この山の寺には、筋金入りの修行オタクの住職がいる。

滝に打たれるどころか、わざわざ自分で滝を掘り、
座禅に飽きたら逆さ座禅、
断食に至っては、食べないどころか空気まで節約し始めた
村人たちはあきれてこう呼んだ。

「修行バカ住職」

だがある日、事件は起きた。

村はずれで盗賊が暴れだしたのだ。
警察もまだ到着しない。
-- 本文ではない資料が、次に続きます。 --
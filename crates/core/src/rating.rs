//! Rating aggregation, review validation, and review authorization.
//!
//! Everything in this module is a pure, synchronous function over plain
//! data: the aggregator that keeps a professor's denormalized
//! `average_rating`/`review_count` in step with its review set, the
//! validator that gates a submission before it reaches the aggregator, and
//! the gate that decides whether a viewer may submit a review or cast a
//! vote. Persistence happens elsewhere; callers hand these functions a
//! consistent snapshot and store what comes back.

use profrate_common::{AppError, AppResult};
use profrate_db::entities::review;
use serde::{Deserialize, Serialize};

pub use profrate_db::entities::review_vote::VoteKind;

/// The five fixed category scores composing a single review.
///
/// A score of 0 means "unset"; valid scores are 1-5 inclusive.
#[derive(Debug, Clone, Copy, Default, PartialEq, Eq, Serialize, Deserialize)]
#[serde(rename_all = "camelCase")]
pub struct ReviewScores {
    pub teaching_quality: u8,
    pub clarity: u8,
    pub helpfulness: u8,
    pub fairness: u8,
    pub workload: u8,
}

impl ReviewScores {
    /// The scores in category order.
    #[must_use]
    pub const fn as_array(&self) -> [u8; 5] {
        [
            self.teaching_quality,
            self.clarity,
            self.helpfulness,
            self.fairness,
            self.workload,
        ]
    }

    /// Whether every category has a score in 1..=5.
    #[must_use]
    pub fn is_complete(&self) -> bool {
        self.as_array().iter().all(|s| (1..=5).contains(s))
    }

    /// Arithmetic mean of the five category scores.
    ///
    /// Plain floating-point division; no rounding is applied here.
    /// Rounding to one decimal is a presentation concern.
    #[must_use]
    pub fn average(&self) -> f64 {
        let sum: u32 = self.as_array().iter().map(|&s| u32::from(s)).sum();
        f64::from(sum) / 5.0
    }
}

/// A professor's denormalized rating aggregate.
#[derive(Debug, Clone, Copy, PartialEq, Serialize)]
#[serde(rename_all = "camelCase")]
pub struct RatingSummary {
    /// Mean of `average_rating` over the professor's reviews.
    pub average_rating: f64,
    /// Number of reviews.
    pub review_count: i32,
}

impl RatingSummary {
    /// The aggregate of a professor with no reviews.
    #[must_use]
    pub const fn empty() -> Self {
        Self {
            average_rating: 0.0,
            review_count: 0,
        }
    }
}

fn mean(values: &[f64]) -> f64 {
    if values.is_empty() {
        return 0.0;
    }
    values.iter().sum::<f64>() / values.len() as f64
}

/// Aggregate after adding a review.
///
/// `existing` holds the per-review average ratings currently referencing
/// the professor (order irrelevant); `new_average` is the average of the
/// review being added. Deterministic and side-effect free. Scores are not
/// validated here; a NaN in the input propagates into the result.
#[must_use]
pub fn aggregate_with(existing: &[f64], new_average: f64) -> RatingSummary {
    let count = existing.len() + 1;
    let sum = existing.iter().sum::<f64>() + new_average;
    RatingSummary {
        average_rating: sum / count as f64,
        review_count: count as i32,
    }
}

/// Aggregate after removing a review, recomputed over the remaining set.
///
/// An empty remainder yields the zero aggregate.
#[must_use]
pub fn aggregate_remaining(remaining: &[f64]) -> RatingSummary {
    RatingSummary {
        average_rating: mean(remaining),
        review_count: remaining.len() as i32,
    }
}

/// A review submission as it arrives from the client form.
#[derive(Debug, Clone, Default, Deserialize)]
#[serde(rename_all = "camelCase")]
pub struct ReviewSubmission {
    /// Course the reviewer took.
    pub course: String,
    /// The five category scores (0 = unset).
    pub ratings: ReviewScores,
    /// Optional free-text comment.
    #[serde(default)]
    pub comment: String,
}

/// A validated, trimmed review ready for aggregation and persistence.
#[derive(Debug, Clone, PartialEq)]
pub struct SanitizedReview {
    pub course: String,
    pub scores: ReviewScores,
    pub comment: String,
    /// Mean of the five category scores.
    pub average_rating: f64,
}

impl ReviewSubmission {
    /// Validate the submission.
    ///
    /// Rejects with [`AppError::IncompleteRatings`] when any category score
    /// is unset or out of range, and with [`AppError::MissingCourse`] when
    /// the course field is empty after trimming. On success the course and
    /// comment are trimmed and the five scores pass through unchanged.
    pub fn validate(self) -> AppResult<SanitizedReview> {
        if !self.ratings.is_complete() {
            return Err(AppError::IncompleteRatings);
        }

        let course = self.course.trim().to_string();
        if course.is_empty() {
            return Err(AppError::MissingCourse);
        }

        let average_rating = self.ratings.average();

        Ok(SanitizedReview {
            course,
            scores: self.ratings,
            comment: self.comment.trim().to_string(),
            average_rating,
        })
    }
}

/// Whether a viewer may submit a review for a professor.
///
/// True iff a viewer identity is present and no review in `existing`
/// carries the same `(user_id, professor_id)` pair.
#[must_use]
pub fn can_submit_review(
    viewer_id: Option<&str>,
    professor_id: &str,
    existing: &[review::Model],
) -> bool {
    let Some(viewer_id) = viewer_id else {
        return false;
    };
    !existing
        .iter()
        .any(|r| r.user_id == viewer_id && r.professor_id == professor_id)
}

/// Whether a viewer may cast a vote on a review.
///
/// True iff a viewer identity is present and they have not already voted on
/// this review. The `has_voted` flag comes from the durable per-(viewer,
/// review) vote record; once a vote is cast the transition is terminal, so
/// there is no path back to eligibility.
#[must_use]
pub fn can_vote(viewer_id: Option<&str>, has_voted: bool) -> bool {
    viewer_id.is_some() && !has_voted
}

/// Apply a vote to a review, incrementing exactly one counter by one.
#[must_use]
pub fn apply_vote(mut review: review::Model, kind: VoteKind) -> review::Model {
    match kind {
        VoteKind::Up => review.upvotes += 1,
        VoteKind::Down => review.downvotes += 1,
    }
    review
}

#[cfg(test)]
#[allow(clippy::unwrap_used)]
mod tests {
    use super::*;
    use chrono::Utc;

    const TOLERANCE: f64 = 1e-9;

    fn scores(t: u8, c: u8, h: u8, f: u8, w: u8) -> ReviewScores {
        ReviewScores {
            teaching_quality: t,
            clarity: c,
            helpfulness: h,
            fairness: f,
            workload: w,
        }
    }

    fn test_review(id: &str, user_id: &str, professor_id: &str) -> review::Model {
        review::Model {
            id: id.to_string(),
            professor_id: professor_id.to_string(),
            user_id: user_id.to_string(),
            user_name: "Student".to_string(),
            course: "CS 101".to_string(),
            teaching_quality: 4,
            clarity: 4,
            helpfulness: 4,
            fairness: 4,
            workload: 4,
            average_rating: 4.0,
            comment: String::new(),
            upvotes: 2,
            downvotes: 1,
            created_at: Utc::now().into(),
        }
    }

    // === Aggregator ===

    #[test]
    fn test_scores_average() {
        assert!((scores(5, 5, 4, 5, 4).average() - 4.6).abs() < TOLERANCE);
        assert!((scores(3, 3, 3, 3, 3).average() - 3.0).abs() < TOLERANCE);
        assert!((scores(1, 2, 3, 4, 5).average() - 3.0).abs() < TOLERANCE);
    }

    #[test]
    fn test_aggregate_with_matches_full_mean() {
        let existing = [4.2, 3.8, 5.0, 2.6];
        let result = aggregate_with(&existing, 4.0);

        let expected = (4.2 + 3.8 + 5.0 + 2.6 + 4.0) / 5.0;
        assert!((result.average_rating - expected).abs() < TOLERANCE);
        assert_eq!(result.review_count, 5);
    }

    #[test]
    fn test_aggregate_with_first_review() {
        let result = aggregate_with(&[], 4.6);
        assert!((result.average_rating - 4.6).abs() < TOLERANCE);
        assert_eq!(result.review_count, 1);
    }

    #[test]
    fn test_aggregate_remaining_empty_set_is_zero() {
        let result = aggregate_remaining(&[]);
        assert_eq!(result, RatingSummary::empty());
    }

    #[test]
    fn test_removal_matches_recomputation_from_scratch() {
        // Removing one element and recomputing over the remainder must agree
        // with computing the reduced set directly.
        let full = [4.2, 3.8, 5.0, 2.6, 4.0];
        for removed in 0..full.len() {
            let remaining: Vec<f64> = full
                .iter()
                .enumerate()
                .filter(|(i, _)| *i != removed)
                .map(|(_, &v)| v)
                .collect();

            let incremental = aggregate_remaining(&remaining);
            let from_scratch = RatingSummary {
                average_rating: remaining.iter().sum::<f64>() / remaining.len() as f64,
                review_count: remaining.len() as i32,
            };

            assert!(
                (incremental.average_rating - from_scratch.average_rating).abs() < TOLERANCE
            );
            assert_eq!(incremental.review_count, from_scratch.review_count);
        }
    }

    #[test]
    fn test_nan_propagates_through_aggregation() {
        let result = aggregate_with(&[4.0, f64::NAN], 3.0);
        assert!(result.average_rating.is_nan());
        assert_eq!(result.review_count, 3);
    }

    #[test]
    fn test_end_to_end_scenario() {
        // Professor with zero reviews; review A {5,5,4,5,4} then B {3,3,3,3,3}.
        let a = scores(5, 5, 4, 5, 4).average();
        let first = aggregate_with(&[], a);
        assert!((first.average_rating - 4.6).abs() < TOLERANCE);
        assert_eq!(first.review_count, 1);

        let b = scores(3, 3, 3, 3, 3).average();
        let second = aggregate_with(&[a], b);
        assert!((second.average_rating - 3.8).abs() < TOLERANCE);
        assert_eq!(second.review_count, 2);
    }

    // === Validator ===

    #[test]
    fn test_validate_accepts_complete_submission() {
        let submission = ReviewSubmission {
            course: "  CS 101 - Introduction to Computer Science  ".to_string(),
            ratings: scores(5, 5, 4, 5, 4),
            comment: "  Great lectures.  ".to_string(),
        };

        let sanitized = submission.validate().unwrap();
        assert_eq!(sanitized.course, "CS 101 - Introduction to Computer Science");
        assert_eq!(sanitized.comment, "Great lectures.");
        assert_eq!(sanitized.scores, scores(5, 5, 4, 5, 4));
        assert!((sanitized.average_rating - 4.6).abs() < TOLERANCE);
    }

    #[test]
    fn test_validate_rejects_unset_category() {
        for unset in 0..5 {
            let mut s = [4u8; 5];
            s[unset] = 0;
            let submission = ReviewSubmission {
                course: "CS 101".to_string(),
                ratings: scores(s[0], s[1], s[2], s[3], s[4]),
                comment: String::new(),
            };

            assert!(matches!(
                submission.validate(),
                Err(AppError::IncompleteRatings)
            ));
        }
    }

    #[test]
    fn test_validate_rejects_out_of_range_score() {
        let submission = ReviewSubmission {
            course: "CS 101".to_string(),
            ratings: scores(6, 4, 4, 4, 4),
            comment: String::new(),
        };

        assert!(matches!(
            submission.validate(),
            Err(AppError::IncompleteRatings)
        ));
    }

    #[test]
    fn test_validate_rejects_blank_course() {
        let submission = ReviewSubmission {
            course: "   ".to_string(),
            ratings: scores(4, 4, 4, 4, 4),
            comment: String::new(),
        };

        assert!(matches!(submission.validate(), Err(AppError::MissingCourse)));
    }

    #[test]
    fn test_validate_accepts_empty_comment() {
        let submission = ReviewSubmission {
            course: "MATH 201".to_string(),
            ratings: scores(1, 1, 1, 1, 1),
            comment: String::new(),
        };

        let sanitized = submission.validate().unwrap();
        assert!(sanitized.comment.is_empty());
        assert!((sanitized.average_rating - 1.0).abs() < TOLERANCE);
    }

    // === Authorization gate ===

    #[test]
    fn test_can_submit_review_requires_viewer() {
        assert!(!can_submit_review(None, "p1", &[]));
        assert!(can_submit_review(Some("u1"), "p1", &[]));
    }

    #[test]
    fn test_can_submit_review_rejects_duplicate() {
        let existing = vec![test_review("r1", "u1", "p1")];

        assert!(!can_submit_review(Some("u1"), "p1", &existing));
        // A different viewer, or the same viewer on a different professor,
        // is still eligible.
        assert!(can_submit_review(Some("u2"), "p1", &existing));
        assert!(can_submit_review(Some("u1"), "p2", &existing));
    }

    #[test]
    fn test_can_vote() {
        assert!(can_vote(Some("u1"), false));
        assert!(!can_vote(Some("u1"), true));
        assert!(!can_vote(None, false));
    }

    #[test]
    fn test_apply_vote_increments_exactly_one_counter() {
        let review = test_review("r1", "u1", "p1");
        let before = review.clone();

        let upvoted = apply_vote(review.clone(), VoteKind::Up);
        assert_eq!(upvoted.upvotes, before.upvotes + 1);
        assert_eq!(upvoted.downvotes, before.downvotes);

        let downvoted = apply_vote(review, VoteKind::Down);
        assert_eq!(downvoted.downvotes, before.downvotes + 1);
        assert_eq!(downvoted.upvotes, before.upvotes);

        // Every other field is untouched.
        assert_eq!(upvoted.id, before.id);
        assert_eq!(upvoted.average_rating, before.average_rating);
        assert_eq!(upvoted.comment, before.comment);
    }
}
村人たちは震え上がった。

そこに、袈裟をバサリとはためかせ、住職が現れた。
ただし、地面を歩かず、空を飛んで。

「あっ、ほんとに飛んでる!」
誰かが叫んだ。

住職はふわりと空を滑空し、盗賊の頭上に着地すると、
静かに手を合わせ、こうつぶやいた。

「悪事をすれば、仏罰が下る……のだ!」

次の瞬間、盗賊たちはひとり残らず、地面に叩き伏せられていた。
力でもぎ取ったわけではない。
住職の鍛え抜かれた肉体が放つ、あまりの威圧感に、勝手に倒れたのだ。

「……すげぇ」
「いや、なにこれ怖ぇ」

村人たちは呆然としながらも、拍手喝采を送った。

帰り道、空中をふわふわ泳ぎながら、住職はぽつりと言った。

「次は宇宙に行けるかもしれませんなあ」

彼の修行は、まだ終わりそうになかった。